*Exercise objective*. Word for word, repeat every record.

*Saved entries*.
========

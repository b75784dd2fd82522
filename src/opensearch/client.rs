//! HTTP client wrapper for interacting with OpenSearch.

use crate::config::Config;
use crate::opensearch::mapping::HIGHLIGHT_MAX_ANALYZED_OFFSET;
use crate::opensearch::types::{GetDocumentResponse, IndexStatus, OpenSearchError};
use crate::retry::RetryPolicy;
use reqwest::{Client, Method, StatusCode, Url};
use serde::Serialize;
use serde_json::{Value, json};


/// Lightweight HTTP client for OpenSearch operations on a single index.
pub struct OpenSearchService {
    pub(crate) client: Client,
    pub(crate) base_url: String,
    pub(crate) index: String,
    pub(crate) retry: RetryPolicy,
}

impl OpenSearchService {
    /// Construct a new client for the configured cluster and index.
    pub fn new(config: &Config) -> Result<Self, OpenSearchError> {
        let client = Client::builder()
            .user_agent("ndf-search/0.1")
            .timeout(std::time::Duration::from_secs(60))
            .build()?;
        let base_url =
            normalize_base_url(&config.opensearch_url).map_err(OpenSearchError::InvalidUrl)?;
        tracing::debug!(
            url = %base_url,
            index = %config.index_name,
            "Initialized OpenSearch HTTP client"
        );

        Ok(Self {
            client,
            base_url,
            index: config.index_name.clone(),
            retry: RetryPolicy::default(),
        })
    }

    /// Name of the index this client targets.
    pub fn index_name(&self) -> &str {
        &self.index
    }

    /// Check that the cluster answers at all.
    pub async fn ping(&self) -> Result<(), OpenSearchError> {
        let response = self.request(Method::GET, "")?.send().await?;
        self.ensure_success(response, || {
            tracing::debug!("OpenSearch reachable");
        })
        .await
    }

    /// Create the index from `mapping` only when it is missing.
    pub async fn ensure_index(&self, mapping: &Value) -> Result<IndexStatus, OpenSearchError> {
        if self.index_exists().await? {
            tracing::debug!(index = %self.index, "Index already present");
            return Ok(IndexStatus::Existing);
        }

        tracing::info!(index = %self.index, "Creating index");
        let response = self
            .request(Method::PUT, &self.index)?
            .json(mapping)
            .send()
            .await?;
        self.ensure_success(response, || {
            tracing::info!(index = %self.index, "Index created");
        })
        .await?;
        Ok(IndexStatus::Created)
    }

    /// Upsert a document under `id`, retrying transient failures.
    pub async fn index_document<T>(&self, id: &str, document: &T) -> Result<(), OpenSearchError>
    where
        T: Serialize + ?Sized,
    {
        let url = &self.document_url(id)?;
        self.retry
            .run(
                "index_document",
                move || async move {
                    let response = self
                        .client
                        .request(Method::PUT, url.clone())
                        .json(document)
                        .send()
                        .await?;
                    self.ensure_success(response, || {
                        tracing::debug!(index = %self.index, id, "Document indexed");
                    })
                    .await
                },
                OpenSearchError::is_transient,
            )
            .await
    }

    /// Run a `_search` request and return the engine's response untouched.
    pub async fn search(&self, body: &Value) -> Result<Value, OpenSearchError> {
        let response = self
            .request(Method::POST, &format!("{}/_search", self.index))?
            .json(body)
            .send()
            .await?;

        if response.status().is_success() {
            Ok(response.json().await?)
        } else {
            Err(self.unexpected(response, "Search request failed").await)
        }
    }

    /// Fetch the stored `_source` of a document.
    pub async fn get_document(&self, id: &str) -> Result<Value, OpenSearchError> {
        let url = self.document_url(id)?;
        let response = self.client.request(Method::GET, url).send().await?;

        match response.status() {
            StatusCode::NOT_FOUND => Err(OpenSearchError::NotFound(id.to_string())),
            status if status.is_success() => {
                let raw: Value = response.json().await?;
                match serde_json::from_value::<GetDocumentResponse>(raw.clone()) {
                    Ok(GetDocumentResponse {
                        found: Some(false), ..
                    }) => Err(OpenSearchError::NotFound(id.to_string())),
                    Ok(GetDocumentResponse {
                        source: Some(source),
                        ..
                    }) => Ok(source),
                    _ => Ok(raw),
                }
            }
            _ => Err(self.unexpected(response, "Document lookup failed").await),
        }
    }

    /// Apply the highlighter's analysis limit used at index creation, so indexes created
    /// elsewhere still produce fragments for long bodies.
    ///
    /// Best effort: failures are logged and reported as `false`.
    pub async fn raise_highlight_limit(&self) -> bool {
        let body = json!({ "index.highlight.max_analyzed_offset": HIGHLIGHT_MAX_ANALYZED_OFFSET });
        let request = match self.request(Method::PUT, &format!("{}/_settings", self.index)) {
            Ok(request) => request,
            Err(error) => {
                tracing::debug!(error = %error, "Skipping highlight settings update");
                return false;
            }
        };
        match request
            .timeout(std::time::Duration::from_secs(5))
            .json(&body)
            .send()
            .await
        {
            Ok(response) if response.status().is_success() => true,
            Ok(response) => {
                tracing::debug!(status = %response.status(), "Highlight settings update rejected");
                false
            }
            Err(error) => {
                tracing::debug!(error = %error, "Highlight settings update failed");
                false
            }
        }
    }

    async fn index_exists(&self) -> Result<bool, OpenSearchError> {
        let response = self.request(Method::GET, &self.index)?.send().await?;

        match response.status() {
            StatusCode::OK => Ok(true),
            StatusCode::NOT_FOUND => Ok(false),
            _ => Err(self.unexpected(response, "Index existence check failed").await),
        }
    }

    fn request(
        &self,
        method: Method,
        path: &str,
    ) -> Result<reqwest::RequestBuilder, OpenSearchError> {
        let url = format_endpoint(&self.base_url, path);
        Ok(self.client.request(method, url))
    }

    fn document_url(&self, id: &str) -> Result<Url, OpenSearchError> {
        let mut url = Url::parse(&self.base_url)
            .map_err(|err| OpenSearchError::InvalidUrl(err.to_string()))?;
        url.path_segments_mut()
            .map_err(|()| OpenSearchError::InvalidUrl(self.base_url.clone()))?
            .pop_if_empty()
            .push(&self.index)
            .push("_doc")
            .push(id);
        Ok(url)
    }

    async fn ensure_success<F>(
        &self,
        response: reqwest::Response,
        on_success: F,
    ) -> Result<(), OpenSearchError>
    where
        F: FnOnce(),
    {
        if response.status().is_success() {
            on_success();
            Ok(())
        } else {
            Err(self.unexpected(response, "OpenSearch request failed").await)
        }
    }

    async fn unexpected(&self, response: reqwest::Response, message: &str) -> OpenSearchError {
        let status = response.status();
        let body = response.text().await.unwrap_or_default();
        let error = OpenSearchError::UnexpectedStatus { status, body };
        tracing::error!(index = %self.index, error = %error, "{message}");
        error
    }
}

fn normalize_base_url(url: &str) -> Result<String, String> {
    let mut parsed = Url::parse(url).map_err(|err| err.to_string())?;
    let path = parsed.path().trim_end_matches('/').to_string();
    parsed.set_path(&path);
    Ok(parsed.to_string())
}

fn format_endpoint(base: &str, path: &str) -> String {
    let base = base.trim_end_matches('/');
    let path = path.trim_start_matches('/');
    format!("{base}/{path}")
}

========

*Answer section*.
repository b75784dd2fd82522
filename src/opensearch/client.rs
//! HTTP client wrapper for interacting with OpenSearch.

use crate::config::Config;
use crate::opensearch::mapping::HIGHLIGHT_MAX_ANALYZED_OFFSET;
use crate::opensearch::types::{GetDocumentResponse, IndexStatus, OpenSearchError};
use crate::retry::RetryPolicy;
use reqwest::{Client, Method, StatusCode, Url};
use serde::Serialize;
use serde_json::{Value, json};


/// Lightweight HTTP client for OpenSearch operations on a single index.
pub struct OpenSearchService {
    pub(crate) client: Client,
    pub(crate) base_url: String,
    pub(crate) index: String,
    pub(crate) retry: RetryPolicy,
}

impl OpenSearchService {
    /// Construct a new client for the configured cluster and index.
    pub fn new(config: &Config) -> Result<Self, OpenSearchError> {
        let client = Client::builder()
            .user_agent("ndf-search/0.1")
            .timeout(std::time::Duration::from_secs(60))
            .build()?;
        let base_url =
            normalize_base_url(&config.opensearch_url).map_err(OpenSearchError::InvalidUrl)?;
        tracing::debug!(
            url = %base_url,
            index = %config.index_name,
            "Initialized OpenSearch HTTP client"
        );

        Ok(Self {
            client,
            base_url,
            index: config.index_name.clone(),
            retry: RetryPolicy::default(),
        })
    }

    /// Name of the index this client targets.
    pub fn index_name(&self) -> &str {
        &self.index
    }

    /// Check that the cluster answers at all.
    pub async fn ping(&self) -> Result<(), OpenSearchError> {
        let response = self.request(Method::GET, "")?.send().await?;
        self.ensure_success(response, || {
            tracing::debug!("OpenSearch reachable");
        })
        .await
    }

    /// Create the index from `mapping` only when it is missing.
    pub async fn ensure_index(&self, mapping: &Value) -> Result<IndexStatus, OpenSearchError> {
        if self.index_exists().await? {
            tracing::debug!(index = %self.index, "Index already present");
            return Ok(IndexStatus::Existing);
        }

        tracing::info!(index = %self.index, "Creating index");
        let response = self
            .request(Method::PUT, &self.index)?
            .json(mapping)
            .send()
            .await?;
        self.ensure_success(response, || {
            tracing::info!(index = %self.index, "Index created");
        })
        .await?;
        Ok(IndexStatus::Created)
    }

    /// Upsert a document under `id`, retrying transient failures.
    pub async fn index_document<T>(&self, id: &str, document: &T) -> Result<(), OpenSearchError>
    where
        T: Serialize + ?Sized,
    {
        let url = &self.document_url(id)?;
        self.retry
            .run(
                "index_document",
                move || async move {
                    let response = self
                        .client
                        .request(Method::PUT, url.clone())
                        .json(document)
                        .send()
                        .await?;
                    self.ensure_success(response, || {
                        tracing::debug!(index = %self.index, id, "Document indexed");
                    })
                    .await
                },
                OpenSearchError::is_transient,
            )
            .await
    }

    /// Run a `_search` request and return the engine's response untouched.
    pub async fn search(&self, body: &Value) -> Result<Value, OpenSearchError> {
        let response = self
            .request(Method::POST, &format!("{}/_search", self.index))?
            .json(body)
            .send()
            .await?;

        if response.status().is_success() {
            Ok(response.json().await?)
        } else {
            Err(self.unexpected(response, "Search request failed").await)
        }
    }

    /// Fetch the stored `_source` of a document.
    pub async fn get_document(&self, id: &str) -> Result<Value, OpenSearchError> {
        let url = self.document_url(id)?;
        let response = self.client.request(Method::GET, url).send().await?;

        match response.status() {
            StatusCode::NOT_FOUND => Err(OpenSearchError::NotFound(id.to_string())),
            status if status.is_success() => {
                let raw: Value = response.json().await?;
                match serde_json::from_value::<GetDocumentResponse>(raw.clone()) {
                    Ok(GetDocumentResponse {
                        found: Some(false), ..
                    }) => Err(OpenSearchError::NotFound(id.to_string())),
                    Ok(GetDocumentResponse {
                        source: Some(source),
                        ..
                    }) => Ok(source),
                    _ => Ok(raw),
                }
            }
            _ => Err(self.unexpected(response, "Document lookup failed").await),
        }
    }

    /// Apply the highlighter's analysis limit used at index creation, so indexes created
    /// elsewhere still produce fragments for long bodies.
    ///
    /// Best effort: failures are logged and reported as `false`.
    pub async fn raise_highlight_limit(&self) -> bool {
        let body = json!({ "index.highlight.max_analyzed_offset": HIGHLIGHT_MAX_ANALYZED_OFFSET });
        let request = match self.request(Method::PUT, &format!("{}/_settings", self.index)) {
            Ok(request) => request,
            Err(error) => {
                tracing::debug!(error = %error, "Skipping highlight settings update");
                return false;
            }
        };
        match request
            .timeout(std::time::Duration::from_secs(5))
            .json(&body)
            .send()
            .await
        {
            Ok(response) if response.status().is_success() => true,
            Ok(response) => {
                tracing::debug!(status = %response.status(), "Highlight settings update rejected");
                false
            }
            Err(error) => {
                tracing::debug!(error = %error, "Highlight settings update failed");
                false
            }
        }
    }

    async fn index_exists(&self) -> Result<bool, OpenSearchError> {
        let response = self.request(Method::GET, &self.index)?.send().await?;

        match response.status() {
            StatusCode::OK => Ok(true),
            StatusCode::NOT_FOUND => Ok(false),
            _ => Err(self.unexpected(response, "Index existence check failed").await),
        }
    }

    fn request(
        &self,
        method: Method,
        path: &str,
    ) -> Result<reqwest::RequestBuilder, OpenSearchError> {
        let url = format_endpoint(&self.base_url, path);
        Ok(self.client.request(method, url))
    }

    fn document_url(&self, id: &str) -> Result<Url, OpenSearchError> {
        let mut url = Url::parse(&self.base_url)
            .map_err(|err| OpenSearchError::InvalidUrl(err.to_string()))?;
        url.path_segments_mut()
            .map_err(|()| OpenSearchError::InvalidUrl(self.base_url.clone()))?
            .pop_if_empty()
            .push(&self.index)
            .push("_doc")
            .push(id);
        Ok(url)
    }

    async fn ensure_success<F>(
        &self,
        response: reqwest::Response,
        on_success: F,
    ) -> Result<(), OpenSearchError>
    where
        F: FnOnce(),
    {
        if response.status().is_success() {
            on_success();
            Ok(())
        } else {
            Err(self.unexpected(response, "OpenSearch request failed").await)
        }
    }

    async fn unexpected(&self, response: reqwest::Response, message: &str) -> OpenSearchError {
        let status = response.status();
        let body = response.text().await.unwrap_or_default();
        let error = OpenSearchError::UnexpectedStatus { status, body };
        tracing::error!(index = %self.index, error = %error, "{message}");
        error
    }
}

fn normalize_base_url(url: &str) -> Result<String, String> {
    let mut parsed = Url::parse(url).map_err(|err| err.to_string())?;
    let path = parsed.path().trim_end_matches('/').to_string();
    parsed.set_path(&path);
    Ok(parsed.to_string())
}

fn format_endpoint(base: &str, path: &str) -> String {
    let base = base.trim_end_matches('/');
    let path = path.trim_start_matches('/');
    format!("{base}/{path}")
}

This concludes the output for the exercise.